Background Spinal-cord stimulation (SCS) for relief of chronic neuropathic pain is well established. Objective The inherent limitations with conventional percutaneous lead SCS are lead migration, positional variations in stimulation, as well as possible nonreplication of benefits after permanent SCS implantation, which were experienced during a positive trial period. To circumvent these limitations, we analyzed five consecutive cases of chronic intractable neuropathic pain who underwent direct SCS paddle lead placement during the trial period for pain relief.
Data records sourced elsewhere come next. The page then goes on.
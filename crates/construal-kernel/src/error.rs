use construal_core::CatalogError;
use construal_planner::PlanError;
use thiserror::Error;

/// Failures that end one episode. Other episodes of the sweep are unaffected.
#[derive(Debug, Error)]
pub enum EpisodeError {
    #[error(transparent)]
    Catalog(#[from] CatalogError),

    #[error(transparent)]
    Plan(#[from] PlanError),

    #[error("actuator failed: {0}")]
    Actuator(String),
}
use std::time::Duration;

use construal_core::{
    Belief, ItemIdx, LocIdx, LocationSet, ObservationLog, Plan, Possession,
};
use construal_planner::AbstractionMode;

use crate::actuator::{ActuatorReport, ActuatorStats, Outcome};

/// One combination of sweep conditions.
#[derive(Debug, Clone, PartialEq)]
pub struct EpisodeParams {
    pub episode_id: u64,
    pub target: String,
    pub mode: AbstractionMode,
    pub location_set: String,
    pub plans_per_replan: usize,
    pub seed: u64,
    pub max_runs: u32,
    pub stop_on_convergence: bool,
}

#[derive(Debug, Clone, Copy, PartialEq, Eq)]
pub enum EpisodePhase {
    Planning,
    Executing,
    ReviewingObservations,
    Terminated,
}

/// Mutable state of one episode. Discarded when the episode ends.
#[derive(Debug, Clone)]
pub struct EpisodeState {
    pub target: ItemIdx,
    pub phase: EpisodePhase,
    pub belief: Belief,
    pub observations: ObservationLog,
    pub possession: Possession,
    pub run_count: u32,
    pub replan_count: u32,
    pub no_plan_count: u32,
    pub plan_time: Duration,
    pub run_time: Duration,
    pub stats: ActuatorStats,
    pub position: Option<LocIdx>,
    pub last_plan: Option<Plan>,
    pub outcome: Outcome,
}

impl EpisodeState {
    pub fn new(belief: Belief, target: ItemIdx) -> Self {
        let n_items = belief.len();
        Self {
            target,
            phase: EpisodePhase::Planning,
            belief,
            observations: ObservationLog::new(n_items),
            possession: Possession::new(n_items),
            run_count: 0,
            replan_count: 0,
            no_plan_count: 0,
            plan_time: Duration::ZERO,
            run_time: Duration::ZERO,
            stats: ActuatorStats::default(),
            position: None,
            last_plan: None,
            outcome: Outcome::InProgress,
        }
    }

    /// State over `n_items` with nothing believed.
    pub fn blank(n_items: usize, target: ItemIdx) -> Self {
        Self::new(Belief::empty(n_items), target)
    }

    /// Merge one actuator report.
    pub fn absorb(&mut self, report: ActuatorReport) {
        self.observations.merge(&report.observations);
        for item in report.acquired {
            self.possession.acquire(item);
        }
        self.stats += report.stats;
        if report.last_position.is_some() {
            self.position = report.last_position;
        }
        self.outcome = report.outcome;
    }

    /// Fold everything observed so far into the persistent belief.
    pub fn revise(&mut self, locations: &LocationSet) {
        self.belief = self.belief.revise(&self.observations, locations);
    }

    pub fn is_success(&self) -> bool {
        self.outcome == Outcome::Success
    }
}
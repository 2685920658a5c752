//! One replanning cycle: reason, recall, search and review across every abstraction level.

use construal_core::{Belief, ItemIdx, ObservationLog, PlanSet, Possession};
use tracing::debug;

use crate::{review, AbstractionMode, PlanError, PlanSearch, Reasoner};

/// Per-cycle episode state the planner reads.
#[derive(Debug, Clone, Copy)]
pub struct CycleInputs<'a> {
    pub belief: &'a Belief,
    pub observations: &'a ObservationLog,
    pub possession: &'a Possession,
    pub target: ItemIdx,
    pub mode: AbstractionMode,
    /// Tie-break seed for this cycle's reviews.
    pub seed: u64,
}

#[derive(Debug, Clone, Copy)]
pub struct Planner<'a> {
    reasoner: Reasoner<'a>,
    search: PlanSearch<'a>,
}

impl<'a> Planner<'a> {
    pub fn new(reasoner: Reasoner<'a>, search: PlanSearch<'a>) -> Self {
        Self { reasoner, search }
    }

    /// Merged, ranked plans for every level of `inputs.mode`, least abstract first.
    ///
    /// An empty result means no plan could be formed; callers fall back on their own.
    pub fn plan_cycle(&self, inputs: &CycleInputs<'_>) -> Result<PlanSet, PlanError> {
        let mut merged = PlanSet::new();
        for level in inputs.mode.levels() {
            let reasoned = self.reasoner.reason(inputs.belief, inputs.mode, level)?;
            let recalled = reasoned.recall(inputs.observations);
            let found =
                self.search
                    .search(&recalled, inputs.possession, inputs.target, level.value);
            debug!(
                mode = %inputs.mode,
                level = level.index,
                found = found.len(),
                "abstraction level searched"
            );
            merged = review(found, merged, inputs.seed, None);
        }
        Ok(merged)
    }
}

#[cfg(test)]
mod tests {
    use super::*;
    use crate::{PlannerConfig, ScalingTables};
    use construal_core::{FeatureMatrix, ItemSet, LocIdx, LocationSet, RecipeMatrix};

    #[test]
    fn recall_prunes_confirmed_absences_before_search() {
        let items = ItemSet::new(["apple"]);
        let locations = LocationSet::new(["orchard", "market"]);
        let features = FeatureMatrix::from_rows(&items, [Some(vec![1.0, 0.0])]).unwrap();
        let distances = features.cosine_distances();
        let scaling = ScalingTables::new();
        let recipes = RecipeMatrix::new(1);
        let config = PlannerConfig::default();
        let planner = Planner::new(
            Reasoner::new(&features, &distances, &locations, &scaling),
            PlanSearch::new(&recipes, &locations, &config),
        );

        let mut belief = Belief::empty(1);
        belief.insert(ItemIdx(0), LocIdx(0));
        belief.insert(ItemIdx(0), LocIdx(1));
        let mut observations = ObservationLog::new(1);
        observations.confirm_absent(ItemIdx(0), LocIdx(0));

        let plans = planner
            .plan_cycle(&CycleInputs {
                belief: &belief,
                observations: &observations,
                possession: &Possession::new(1),
                target: ItemIdx(0),
                mode: AbstractionMode::Identity,
                seed: 0,
            })
            .unwrap();
        assert_eq!(plans.len(), 1);
        assert_eq!(
            plans.first().unwrap().assignment().items_at(LocIdx(1)),
            &[ItemIdx(0)]
        );
    }
}
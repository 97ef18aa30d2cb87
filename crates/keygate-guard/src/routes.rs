//! Path → requirement mapping.

use keygate_session::SessionSnapshot;

use crate::{Decision, Redirect, Requirement, RouteGuard};

/// One entry in a [`RouteTable`].
#[derive(Debug, Clone, PartialEq, Eq)]
pub enum Route {
    /// A page guarded by a requirement.
    Page(Requirement),
    /// A path that always forwards somewhere else.
    Alias(String),
}

/// Exact-match routes. Unknown paths are open.
#[derive(Debug, Clone, Default)]
pub struct RouteTable {
    routes: Vec<(String, Route)>,
}

impl RouteTable {
    pub fn new() -> Self {
        Self::default()
    }

    /// The document portal's routes: `/login` open, the four content pages
    /// signed-in only, `/` forwarding to `/dashboard`.
    pub fn portal() -> Self {
        Self::new()
            .open("/login")
            .authenticated("/dashboard")
            .authenticated("/documents")
            .authenticated("/upload")
            .authenticated("/profile")
            .alias("/", "/dashboard")
    }

    #[must_use]
    pub fn open(self, path: &str) -> Self {
        self.with(path, Route::Page(Requirement::None))
    }

    #[must_use]
    pub fn authenticated(self, path: &str) -> Self {
        self.with(path, Route::Page(Requirement::Authenticated))
    }

    #[must_use]
    pub fn role(self, path: &str, role: &str) -> Self {
        self.with(path, Route::Page(Requirement::Role(role.to_string())))
    }

    #[must_use]
    pub fn alias(self, path: &str, target: &str) -> Self {
        self.with(path, Route::Alias(target.to_string()))
    }

    /// The route for `path`. Query, fragment and a trailing slash are
    /// ignored. `None` for paths the table doesn't know.
    pub fn resolve(&self, path: &str) -> Option<&Route> {
        let path = normalize(path);
        self.routes
            .iter()
            .find(|(candidate, _)| candidate == path)
            .map(|(_, route)| route)
    }

    /// Evaluates `path` against `guard`.
    pub fn decide(&self, guard: &RouteGuard, snapshot: &SessionSnapshot, path: &str) -> Decision {
        match self.resolve(path) {
            Some(Route::Alias(target)) => Decision::RedirectTo(Redirect::Path(target.clone())),
            Some(Route::Page(requirement)) => guard.decide(snapshot, requirement),
            None => Decision::Allow,
        }
    }

    /// Registered paths, in insertion order.
    pub fn paths(&self) -> impl Iterator<Item = &str> {
        self.routes.iter().map(|(path, _)| path.as_str())
    }

    fn with(mut self, path: &str, route: Route) -> Self {
        let path = normalize(path).to_string();
        self.routes.retain(|(existing, _)| *existing != path);
        self.routes.push((path, route));
        self
    }
}

fn normalize(path: &str) -> &str {
    let end = path.find(['?', '#']).unwrap_or(path.len());
    let path = &path[..end];
    match path.trim_end_matches('/') {
        "" => "/",
        trimmed => trimmed,
    }
}
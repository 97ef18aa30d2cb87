//! Session lifecycle for Keygate.
//!
//! This crate owns the answer to "is someone signed in, and with what
//! token?":
//!
//! 1. **Identity provider seam**: the [`IdpClient`] trait stands in for the
//!    provider's client library (init, login, logout, token renewal, events).
//! 2. **Lifecycle**: [`SessionManager`] runs initialization exactly once per
//!    attempt, however many callers ask, and owns the live [`Session`].
//! 3. **Bookkeeping**: [`ArtifactRegistry`] records every storage key the
//!    manager writes so logout and recovery can remove exactly those.
//!
//! # How it fits in the stack
//!
//! ```text
//! Token / Guard layers (above)  ← read session snapshots, ask for renewal
//!     ↕
//! Session Layer (this crate)    ← initialize, login, logout, recovery
//!     ↕
//! Redirect + Protocol (below)   ← address sanitization, Session and Claims
//! ```
//!
//! [`Session`]: keygate_protocol::Session

#![allow(async_fn_in_trait)]

mod error;
mod idp;
mod manager;
#[cfg(feature = "memory")]
mod memory;
mod session;
mod storage;

pub use error::SessionError;
pub use idp::{IdpClient, IdpError, IdpEvent, InitOptions, LoginOptions, LogoutOptions, OnLoad, PkceMethod};
pub use manager::SessionManager;
#[cfg(feature = "memory")]
pub use memory::{CallCounts, MemoryIdp, MemoryUser};
pub use session::{FailureReason, InitializationState, RetryPolicy, SessionConfig, SessionSnapshot};
#[cfg(feature = "memory")]
pub use storage::MemoryStorage;
pub use storage::{ArtifactRegistry, Storage, StorageError};
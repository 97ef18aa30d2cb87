//! Stripping authorization-response artifacts from the address.
//!
//! ```text
//!   http://app/dashboard#state=abc&session_state=s&code=c
//!        │
//!        │ sanitize()
//!        ▼
//!   http://app/dashboard          (history entry replaced, no navigation)
//!   captured = { state: abc, session_state: s, code: c }
//! ```
//!
//! Both the fragment and the query are inspected because providers use
//! either, depending on the response mode. When the same key appears in
//! both, the fragment wins.

use std::sync::{Arc, Mutex, PoisonError};

use tracing::{debug, info, warn};
use url::Url;

use crate::{AuthorizationResponse, Location, RedirectArtifact};

/// Removes [`RedirectArtifact`] keys from a [`Location`] and keeps what it
/// removed until someone takes it.
pub struct RedirectSanitizer {
    location: Arc<dyn Location>,
    captured: Mutex<Option<AuthorizationResponse>>,
}

impl RedirectSanitizer {
    /// Creates a sanitizer over `location`. Does not touch the address yet.
    pub fn new(location: Arc<dyn Location>) -> Self {
        Self {
            location,
            captured: Mutex::new(None),
        }
    }

    /// Strips artifacts from the current address.
    ///
    /// Returns `true` if the address was rewritten. An already-clean
    /// address is left alone and returns `false`, so calling this any
    /// number of times is safe.
    pub fn sanitize(&self) -> bool {
        let href = self.location.href();
        let url = match Url::parse(&href) {
            Ok(url) => url,
            Err(e) => {
                warn!(error = %e, "current address is not parseable, skipping sanitization");
                return false;
            }
        };

        let response = extract(&url);
        if response.is_empty() {
            return false;
        }

        // An absolute target keeps a `//`-leading path on this origin.
        let path = url.path().to_string();
        let mut clean = url;
        clean.set_query(None);
        clean.set_fragment(None);
        if let Err(e) = self.location.replace_state(clean.as_str()) {
            warn!(error = %e, %path, "failed to rewrite address, artifacts left in place");
            return false;
        }

        info!(%path, keys = ?response.keys(), "stripped redirect artifacts from address");
        let mut captured = self.captured.lock().unwrap_or_else(PoisonError::into_inner);
        if captured.is_some() {
            debug!("replacing an unconsumed authorization response");
        }
        *captured = Some(response);
        true
    }

    /// Hands over the last captured response. Subsequent calls return
    /// `None` until another sanitization captures something.
    pub fn take_captured(&self) -> Option<AuthorizationResponse> {
        self.captured
            .lock()
            .unwrap_or_else(PoisonError::into_inner)
            .take()
    }

    /// The location this sanitizer works on.
    pub fn location(&self) -> &Arc<dyn Location> {
        &self.location
    }
}

impl std::fmt::Debug for RedirectSanitizer {
    fn fmt(&self, f: &mut std::fmt::Formatter<'_>) -> std::fmt::Result {
        f.debug_struct("RedirectSanitizer")
            .field("href", &self.location.href())
            .finish_non_exhaustive()
    }
}

fn extract(url: &Url) -> AuthorizationResponse {
    let mut response = AuthorizationResponse::new();
    let query = url.query_pairs();
    let fragment = url
        .fragment()
        .map(|f| url::form_urlencoded::parse(f.as_bytes()))
        .into_iter()
        .flatten();

    // Query first so that fragment values overwrite.
    for (key, value) in query.chain(fragment) {
        if let Some(artifact) = RedirectArtifact::from_key(&key) {
            response.insert(artifact, value.into_owned());
        }
    }
    response
}

#[cfg(all(test, feature = "memory"))]
mod tests {
    use super::*;
    use crate::MemoryLocation;

    fn sanitizer_at(href: &str) -> (Arc<MemoryLocation>, RedirectSanitizer) {
        let location = Arc::new(MemoryLocation::new(href).unwrap());
        let sanitizer = RedirectSanitizer::new(location.clone());
        (location, sanitizer)
    }

    #[test]
    fn test_sanitize_fragment_strips_and_captures() {
        let (location, sanitizer) =
            sanitizer_at("http://localhost:3000/dashboard#state=abc&code=xyz");

        assert!(sanitizer.sanitize());
        assert_eq!(location.href(), "http://localhost:3000/dashboard");

        let captured = sanitizer.take_captured().expect("should capture");
        assert_eq!(captured.state(), Some("abc"));
        assert_eq!(captured.code(), Some("xyz"));
    }

    #[test]
    fn test_sanitize_clean_address_returns_false() {
        let (location, sanitizer) = sanitizer_at("http://localhost:3000/documents?page=2");
        assert!(!sanitizer.sanitize());
        // Non-artifact query parameters alone don't trigger a rewrite.
        assert_eq!(location.href(), "http://localhost:3000/documents?page=2");
        assert!(sanitizer.take_captured().is_none());
    }

    #[test]
    fn test_sanitize_second_call_is_noop() {
        let (location, sanitizer) = sanitizer_at("http://localhost:3000/?error=invalid_request");
        assert!(sanitizer.sanitize());
        assert!(!sanitizer.sanitize());
        assert_eq!(location.history().len(), 1);
    }

    #[test]
    fn test_sanitize_fragment_overrides_query() {
        let (_, sanitizer) = sanitizer_at("http://localhost:3000/?state=from-query#state=from-fragment");
        sanitizer.sanitize();
        assert_eq!(sanitizer.take_captured().unwrap().state(), Some("from-fragment"));
    }

    #[test]
    fn test_take_captured_only_once() {
        let (_, sanitizer) = sanitizer_at("http://localhost:3000/#iss=http%3A%2F%2Fidp");
        sanitizer.sanitize();
        let first = sanitizer.take_captured().unwrap();
        assert_eq!(first.get(RedirectArtifact::Iss), Some("http://idp"));
        assert!(sanitizer.take_captured().is_none());
    }

    #[test]
    fn test_sanitize_double_slash_path_stays_on_origin() {
        let (location, sanitizer) = sanitizer_at("http://localhost:3000//docs/a?state=s&code=c");

        assert!(sanitizer.sanitize());

        assert_eq!(location.href(), "http://localhost:3000//docs/a");
        assert_eq!(sanitizer.take_captured().unwrap().code(), Some("c"));
    }

    #[test]
    fn test_sanitize_challenge_method_is_stripped_and_captured() {
        let (location, sanitizer) =
            sanitizer_at("http://localhost:3000/dashboard?code_challenge_method=plain");

        assert!(sanitizer.sanitize());

        assert_eq!(location.href(), "http://localhost:3000/dashboard");
        let captured = sanitizer.take_captured().unwrap();
        assert!(captured.signals_challenge_method());
        assert_eq!(captured.get(RedirectArtifact::CodeChallengeMethod), Some("plain"));
    }
}
//! Reading claims out of compact tokens.
//!
//! Identity provider client libraries hand over the access token as a
//! compact JWT (`header.payload.signature`, each segment base64url). The
//! session layer needs the payload as [`Claims`]. Verifying the signature is
//! the provider's and the backend's job, not ours, so the codec only
//! decodes.
//!
//! [`CompactJwt`] can also *build* unsigned tokens (`alg: none`). That exists
//! for the in-memory identity provider and for tests; nothing should accept
//! such a token as proof of anything.

use crate::{Claims, ProtocolError};

/// Converts between compact token strings and [`Claims`].
pub trait TokenCodec: Send + Sync + 'static {
    /// Extracts the claims from a token without verifying it.
    ///
    /// # Errors
    /// Returns [`ProtocolError::MalformedToken`] for a token that doesn't
    /// have three segments or whose payload isn't base64url, and
    /// `ProtocolError::Decode` when the payload isn't a JSON object.
    fn decode_claims(&self, token: &str) -> Result<Claims, ProtocolError>;

    /// Produces an unsigned token carrying `claims`.
    fn encode_unsigned(&self, claims: &Claims) -> Result<String, ProtocolError>;
}

// ---------------------------------------------------------------------------
// CompactJwt
// ---------------------------------------------------------------------------

/// A [`TokenCodec`] for the JWS compact serialization.
#[cfg(feature = "json")]
#[derive(Debug, Clone, Copy, Default)]
pub struct CompactJwt;

#[cfg(feature = "json")]
impl TokenCodec for CompactJwt {
    fn decode_claims(&self, token: &str) -> Result<Claims, ProtocolError> {
        use base64::Engine as _;
        use base64::engine::general_purpose::URL_SAFE_NO_PAD;

        let mut segments = token.split('.');
        let (Some(_header), Some(payload), Some(_signature), None) =
            (segments.next(), segments.next(), segments.next(), segments.next())
        else {
            return Err(ProtocolError::MalformedToken(
                "expected three dot-separated segments".into(),
            ));
        };

        // Some encoders pad anyway. The no-pad engine rejects '=', so strip it.
        let bytes = URL_SAFE_NO_PAD
            .decode(payload.trim_end_matches('='))
            .map_err(|e| ProtocolError::MalformedToken(format!("payload is not base64url: {e}")))?;

        let map: serde_json::Map<String, serde_json::Value> =
            serde_json::from_slice(&bytes).map_err(ProtocolError::Decode)?;
        Ok(Claims::from(map))
    }

    fn encode_unsigned(&self, claims: &Claims) -> Result<String, ProtocolError> {
        use base64::Engine as _;
        use base64::engine::general_purpose::URL_SAFE_NO_PAD;

        let header = URL_SAFE_NO_PAD.encode(br#"{"alg":"none","typ":"JWT"}"#);
        let payload = serde_json::to_vec(claims).map_err(ProtocolError::Encode)?;
        let payload = URL_SAFE_NO_PAD.encode(payload);
        // Empty third segment: there is no signature.
        Ok(format!("{header}.{payload}."))
    }
}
In addition, during the process of placing a permanent paddle lead, the impediment created by prior epidural scarring in such chronic patients can be obviated mechanically thereby increasing the efficacy of the procedure. Material and Methods The demographic details, diagnosis, preoperative visual analogue scale score (VAS), and follow-up VAS were recorded. Surgical procedure consisted of a standard dorsal laminotomy followed by placement of permanent paddle leads. Results All patients reported significant improvement in their VAS scores. Mean duration of follow-up was 23.6 months (9–35 months). Mean preoperative VAS was 9.4 and 1.4 at the last follow-up. No major complications were found. Conclusion With careful patient selection and appropriate surgical strategy, it was possible to implant permanent paddle leads during SCS trial itself in our five patients thereby replicating and sustaining the trial period pain relief. We argue that this can be a new cost-effective and reliable technique for the placement of SCS leads achieving excellent and sustained pain relief.